API breaking changes tracking (May 2020)

[louischan-oursky]

• [x] Removed the concept of current identity
  • [x] Remove identity from auth response
  • [x] Remove skygear_identity from OIDC id_token
  • [x] Remove identity headers from session resolver endpoint
  • [x] Remove identity info from sessions (used by hooks & session APIs)
• [ ] Supply 'is anonymous user' flag
  • [ ] anonymous: boolean in API user models
  • [ ] X-Skygear-User-Anonymous in session resolver headers.
• [x] Changed shape of identities returned by list identity Auth API
  • type: identity type
  • claims: OIDC standard claims combined with custom Skygear claims
• [x] Removed MFA Auth API for now (TBC)
• [x] Changed signup/add Login ID Auth API to accept only one login ID (instead of multiple)
• [x] Changed updating login ID to trigger single 'identity update' event, instead of 'identity add' and 'identity remove' events

[kiootic]

@louischan-oursky @carmenlau Here's the planned breaking changes we would make from what I remembered.
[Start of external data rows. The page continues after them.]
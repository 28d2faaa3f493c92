//! Fee-aware coin selection.
//!
//! Fee depends on size, size depends on the inputs chosen, and the inputs
//! chosen depend on the fee. The selector resolves this by adding one UTXO at
//! a time (largest first) and re-estimating the whole transaction after every
//! addition, both without and with a change output, until the selection pays
//! for itself.

use tracing::debug;

use waypath_core::size::{InputSize, TxSize, estimate_utxo};
use waypath_core::types::{TxOut, Utxo};

use crate::error::WalletError;
use crate::fee::FeePolicy;

/// Default cap on the number of inputs one selection may use.
pub const DEFAULT_MAX_INPUTS: usize = 2_000;

/// Inputs to one selection run.
#[derive(Debug, Clone)]
pub struct SelectionParams<'a> {
    /// Outputs to fund, change excluded.
    pub outputs: &'a [TxOut],
    /// Script receiving change, if any.
    pub change_script: Option<&'a [u8]>,
    pub fee: FeePolicy,
    pub dust_threshold: u64,
    pub max_inputs: usize,
}

/// Result of coin selection: which UTXOs to spend and the fee/change breakdown.
#[derive(Debug, Clone, PartialEq, Eq)]
pub struct CoinSelection {
    /// Selected UTXOs, in selection order.
    pub selected: Vec<Utxo>,
    pub total_in: u64,
    /// Sum of the requested outputs.
    pub total_out: u64,
    /// Fee paid, including any leftover too small for change.
    pub fee: u64,
    /// Change value; 0 when no change output is created.
    pub change: u64,
    /// Estimated size of the final transaction.
    pub size: TxSize,
    /// UTXOs tried before the selection balanced.
    pub iterations: usize,
}

impl CoinSelection {
    pub fn has_change(&self) -> bool {
        self.change > 0
    }
}

/// Largest-first coin selector with a hard input cap.
pub struct CoinSelector;

impl CoinSelector {
    /// UTXOs in selection order: value descending, then outpoint ascending.
    pub fn order(utxos: &[Utxo]) -> Vec<Utxo> {
        let mut ordered = utxos.to_vec();
        ordered.sort_by(|a, b| {
            b.value
                .cmp(&a.value)
                .then_with(|| a.outpoint.cmp(&b.outpoint))
        });
        ordered
    }

    /// Select UTXOs funding `params.outputs` plus the size-derived fee.
    pub fn select(utxos: &[Utxo], params: &SelectionParams<'_>) -> Result<CoinSelection, WalletError> {
        if utxos.is_empty() {
            return Err(WalletError::NoUtxos);
        }

        let mut total_out: u64 = 0;
        for out in params.outputs {
            total_out = total_out
                .checked_add(out.value)
                .ok_or_else(|| WalletError::InvalidAmount("total output overflow".into()))?;
        }

        let mut selected: Vec<Utxo> = Vec::new();
        let mut input_sizes: Vec<InputSize> = Vec::new();
        let mut total_in: u64 = 0;
        let mut need = total_out;

        for (iteration, utxo) in Self::order(utxos).into_iter().enumerate() {
            if selected.len() >= params.max_inputs {
                return Err(WalletError::SelectionLimit(params.max_inputs));
            }
            input_sizes.push(estimate_utxo(&utxo)?);
            total_in = total_in.saturating_add(utxo.value);
            selected.push(utxo);
            let iterations = iteration + 1;

            let size = TxSize::from_parts(&input_sizes, params.outputs);
            let fee = params.fee.fee_for(size.vsize);
            need = total_out.saturating_add(fee);
            if total_in < need {
                debug!(iterations, total_in, need, "selection short");
                continue;
            }

            let leftover = total_in - need;
            if leftover < params.dust_threshold {
                debug!(iterations, fee, leftover, "balanced without change");
                return Ok(CoinSelection {
                    selected,
                    total_in,
                    total_out,
                    fee: total_in - total_out,
                    change: 0,
                    size,
                    iterations,
                });
            }

            let change_script = params
                .change_script
                .ok_or(WalletError::MissingChangeAddress)?;
            let mut with_change = params.outputs.to_vec();
            with_change.push(TxOut {
                value: 0,
                script_pubkey: change_script.to_vec(),
            });
            let change_size = TxSize::from_parts(&input_sizes, &with_change);
            let change_fee = params.fee.fee_for(change_size.vsize);
            let change = total_in
                .checked_sub(total_out.saturating_add(change_fee))
                .unwrap_or(0);

            if change >= params.dust_threshold && change > 0 {
                debug!(iterations, fee = change_fee, change, "balanced with change");
                return Ok(CoinSelection {
                    selected,
                    total_in,
                    total_out,
                    fee: change_fee,
                    change,
                    size: change_size,
                    iterations,
                });
            }

            // The change output would cost more than it returns.
            debug!(iterations, fee, leftover, "change below dust after its own fee");
            return Ok(CoinSelection {
                selected,
                total_in,
                total_out,
                fee: total_in - total_out,
                change: 0,
                size,
                iterations,
            });
        }

        Err(WalletError::InsufficientFunds {
            have: total_in,
            need,
        })
    }
}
Please help to check if there is any missing points so that we can track it for implementation/discuss it in next meeting.

[louischan-oursky]

I remember I proposed to remove identity info (including claims) in headers and hook context.

[louischan-oursky]

@kiootic We also need to tell the developer the user is anonymous or not, in the SDK, in hook context, and in headers.